**WHAT YOU WILL DO**
Could you set down exactly the lines in the records below between the line holding "awaiting its outcome." and the line holding "#[derive(Debug, Clone, Serialize, Deserialize)]", inclusive?

**MATERIAL PROVIDED**
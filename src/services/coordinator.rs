//! Decision-cycle coordinator.
//!
//! The coordinator is the only surface the invocation pipeline talks to:
//! [`Coordinator::select`] picks a variant for a task and
//! [`Coordinator::report`] feeds the observed outcome back into every
//! learner. Neither ever returns an error to the caller; failures are logged
//! and the cycle degrades to the agent's default variant.

use chrono::{DateTime, Duration, Utc};
use parking_lot::{Mutex, RwLock};
use serde::{Deserialize, Serialize};
use std::collections::HashMap;
use std::sync::Arc;
use tracing::{debug, error, info, warn};
use uuid::Uuid;

use crate::domain::errors::{DomainError, DomainResult};
use crate::domain::models::{
    Config, CoordinatorConfig, DecisionState, LearningConfig, OutcomeRecord, PolicyKind,
    RawOutcome, SelectionResult, StateActionKey, TaskComplexity, TaskRequest, TaskType, VariantId,
};
use crate::domain::ports::{LinearModelStore, SimilarityStore};
use crate::services::policies::{
    build_policy, build_policy_of_kind, estimate_complexity, extract_features, streaming_mean,
    LinUcbPolicy, PolicyContext, SelectionPolicy,
};
use crate::services::reward_calculator::RewardCalculator;
use crate::services::safety_monitor::{SafetyEvent, SafetyMonitor, SafetyStatus};
use crate::services::task_classifier::TaskClassifier;
use crate::services::transfer_learning::TransferEngine;
use crate::services::value_store::ValueStore;
use crate::services::variant_repository::VariantRepository;

/// A selection awaiting its outcome.
#[derive(Debug, Clone)]
pub struct PendingDecision {
    pub key: StateActionKey,
    pub context: PolicyContext,
    /// Policy that made the selection; it also receives the update.
    pub policy: PolicyKind,
    /// Estimated from the request, used when the outcome is a timeout.
    pub complexity: TaskComplexity,
    pub selected_at: DateTime<Utc>,
}

/// Operator view of the engine.
#[derive(Debug, Clone, Serialize, Deserialize)]
pub struct CoordinatorStatus {
    pub policy: PolicyKind,
    pub pending_decisions: usize,
    pub value_entries: usize,
    pub variants: usize,
    pub safety: SafetyStatus,
}

/// Wires classifier, policies, reward, transfer and safety into one cycle.
pub struct Coordinator {
    config: CoordinatorConfig,
    learning: LearningConfig,
    store: Arc<ValueStore>,
    classifier: TaskClassifier,
    reward: RewardCalculator,
    repository: Arc<VariantRepository>,
    transfer: Arc<TransferEngine>,
    safety: Arc<SafetyMonitor>,
    linucb: Arc<LinUcbPolicy>,
    policy: RwLock<Arc<dyn SelectionPolicy>>,
    pending: Mutex<HashMap<Uuid, PendingDecision>>,
    linear_models: Option<Arc<dyn LinearModelStore>>,
}
//! Similarity between task types, used for warm starts.

use serde::{Deserialize, Serialize};

use super::key::TaskType;

/// Symmetric similarity in [0, 1] between two task types.
#[derive(Debug, Clone, PartialEq, Serialize, Deserialize)]
pub struct TaskSimilarityEntry {
    pub task_a: TaskType,
    pub task_b: TaskType,
    pub similarity: f64,
}

impl TaskSimilarityEntry {
    /// Build an entry with the pair in canonical order and the value clamped.
    pub fn new(task_a: TaskType, task_b: TaskType, similarity: f64) -> Self {
        let (task_a, task_b) = if task_a <= task_b {
            (task_a, task_b)
        } else {
            (task_b, task_a)
        };
        let similarity = if similarity.is_finite() {
            similarity.clamp(0.0, 1.0)
        } else {
            0.0
        };
        Self {
            task_a,
            task_b,
            similarity,
        }
    }
}

#[cfg(test)]
mod tests {
    use super::*;

    #[test]
    fn test_entry_is_canonical_and_clamped() {
        let entry = TaskSimilarityEntry::new("testing".into(), "bug_fix".into(), 1.7);
        assert_eq!(entry.task_a.as_str(), "bug_fix");
        assert_eq!(entry.task_b.as_str(), "testing");
        assert_eq!(entry.similarity, 1.0);

        let entry = TaskSimilarityEntry::new("a".into(), "b".into(), f64::NAN);
        assert_eq!(entry.similarity, 0.0);
    }
}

**TASK RESULT**
/// A selection awaiting its outcome.
#[derive(Debug, Clone)]
pub struct PendingDecision {
    pub key: StateActionKey,
    pub context: PolicyContext,
    /// Policy that made the selection; it also receives the update.
    pub policy: PolicyKind,
    /// Estimated from the request, used when the outcome is a timeout.
    pub complexity: TaskComplexity,
    pub selected_at: DateTime<Utc>,
}

/// Operator view of the engine.
#[derive(Debug, Clone, Serialize, Deserialize)]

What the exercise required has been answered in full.